Today’s reading is Matthew 12.

I’m not going to share something with you from today’s reading so much as from my own experience with today’s reading. How many times have I read Matthew? I can’t even count. For the first time that I can remember, I noticed a statement. At the end of Matthew 12:43-45, when Jesus spoke about the vanquished unclean spirit coming back with seven friends to take over and making the latter state worse than the first, He actually ends the paragraph by saying, “So also will it be with this evil generation.” I have read right through that before and never even noticed that phrase. I don’t quite know what to make of it. Is He simply saying things are going to be bad in the judgment for “this evil generation” (see the previous paragraph)?

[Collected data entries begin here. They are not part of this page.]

use std::collections::{BTreeSet, HashSet};
use std::path::PathBuf;

use serde::Serialize;

use super::insights::Insights;

// ---------------------------------------------------------------------------
// Restaurant – one cleaned row of the source CSV
// ---------------------------------------------------------------------------

/// A single restaurant after rating/cost normalisation.
#[derive(Debug, Clone, PartialEq, Serialize)]
pub struct Restaurant {
    pub name: String,
    /// Never empty once cleaned.
    pub location: String,
    /// Comma-separated cuisine labels, kept as one opaque string.
    pub cuisines: Option<String>,
    /// Rating in `[1.0, 5.0]`.
    pub rate: f64,
    /// Approximate cost for two people, `>= 0`.
    pub approx_cost_for_two: f64,
    pub rest_type: Option<String>,
}

impl Restaurant {
    /// Cuisines for display, `-` when the source field was empty.
    pub fn cuisines_label(&self) -> &str {
        self.cuisines.as_deref().unwrap_or("-")
    }

    /// Restaurant type for display, `-` when the source field was empty.
    pub fn rest_type_label(&self) -> &str {
        self.rest_type.as_deref().unwrap_or("-")
    }
}

/// Format a cleaned number without a trailing `.0` for whole values
/// (`1200.0` → `1200`, `4.1` → `4.1`).
pub fn format_number(value: f64) -> String {
    if value.fract() == 0.0 && value.abs() < 1e15 {
        format!("{value:.0}")
    } else {
        format!("{value}")
    }
}

// ---------------------------------------------------------------------------
// RestaurantData – the complete loaded dataset
// ---------------------------------------------------------------------------

/// The immutable result of one load/clean pass.
///
/// Two views are derived from the same pass and kept apart on purpose:
/// `cleaned` keeps every surviving row and feeds the aggregate charts,
/// `deduplicated` keeps the first row per `(name, location)` and feeds the
/// recommender.
#[derive(Debug, Clone)]
pub struct RestaurantData {
    /// File the data was loaded from.
    pub source: PathBuf,
    /// Raw data rows read from the file (header excluded).
    pub rows_read: usize,
    /// Rows with a valid rating, cost and location, in file order.
    pub cleaned: Vec<Restaurant>,
    /// First occurrence of each `(name, location)` pair, in file order.
    pub deduplicated: Vec<Restaurant>,
    /// Sorted distinct locations of the deduplicated view.
    pub locations: Vec<String>,
    /// Frequency tables over `cleaned`.
    pub insights: Insights,
}

impl RestaurantData {
    /// Build both views and the pre-computed tables from cleaned rows.
    pub fn from_cleaned(source: PathBuf, rows_read: usize, cleaned: Vec<Restaurant>) -> Self {
        let deduplicated = deduplicate(&cleaned);
        let locations: Vec<String> = deduplicated
            .iter()
            .map(|r| r.location.clone())
            .collect::<BTreeSet<_>>()
            .into_iter()
            .collect();
        let insights = Insights::from_records(&cleaned);

        RestaurantData {
            source,
            rows_read,
            cleaned,
            deduplicated,
            locations,
            insights,
        }
    }

    /// Number of restaurants available to the recommender.
    pub fn len(&self) -> usize {
        self.deduplicated.len()
    }

    /// Whether no restaurant survived cleaning.
    pub fn is_empty(&self) -> bool {
        self.deduplicated.is_empty()
    }
}

/// Keep the first record for each exact `(name, location)` pair.
fn deduplicate(records: &[Restaurant]) -> Vec<Restaurant> {
    let mut seen: HashSet<(&str, &str)> = HashSet::with_capacity(records.len());
    records
        .iter()
        .filter(|r| seen.insert((r.name.as_str(), r.location.as_str())))
        .cloned()
        .collect()
}
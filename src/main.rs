mod app;
mod cli;
mod color;
mod data;
mod state;
mod ui;

use anyhow::{anyhow, Context, Result};
use app::RestaurantFinderApp;
use clap::Parser;
use cli::Cli;
use eframe::egui;

fn main() -> Result<()> {
    env_logger::init();

    let cli = Cli::parse();

    // The dataset is loaded once; nothing is shown if that fails.
    let data = match data::loader::load_and_clean(&cli.data) {
        Ok(data) => data,
        Err(e) => {
            log::error!("Failed to load dataset: {e}");
            return Err(e).context("loading restaurant dataset");
        }
    };

    if let Some(command) = &cli.command {
        return cli::run(command, &data);
    }

    let options = eframe::NativeOptions {
        viewport: egui::ViewportBuilder::default()
            .with_inner_size([1280.0, 860.0])
            .with_min_inner_size([800.0, 500.0]),
        ..Default::default()
    };

    eframe::run_native(
        "Restaurant Finder",
        options,
        Box::new(move |_cc| Ok(Box::new(RestaurantFinderApp::new(data)))),
    )
    .map_err(|e| anyhow!("window closed with an error: {e}"))
}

Is He saying that “this evil generation” initially responds but ultimately will be in a bad state? After all, quite a few start to follow Him but end up shouting “Crucify Him” in the end. Is He saying that He is here to clean up this evil generation and initially it will seem to work, but they will ultimately end up worse off because of their rejection? Or is He saying that just like that whole demon-possessed situation leaves a person worse off in the end, the evil generation will be worse off because before Jesus came they had less of an excuse but after He is done, they will have no excuse? I’m not exactly sure what this phrase is saying. I’m going to have to spend some serious time digging into this. But this is another one of those reminders. We think we have read and we know, but there is always more. We often think certain topics and texts are beneath us because we’ve figured them out so they aren’t really for us any more. But that just isn’t so. With every topic and text we are missing so much. We need to keep reading. Keep studying. Keep teaching. Then go back and do it all over again.

Tomorrow’s reading is Matthew 13.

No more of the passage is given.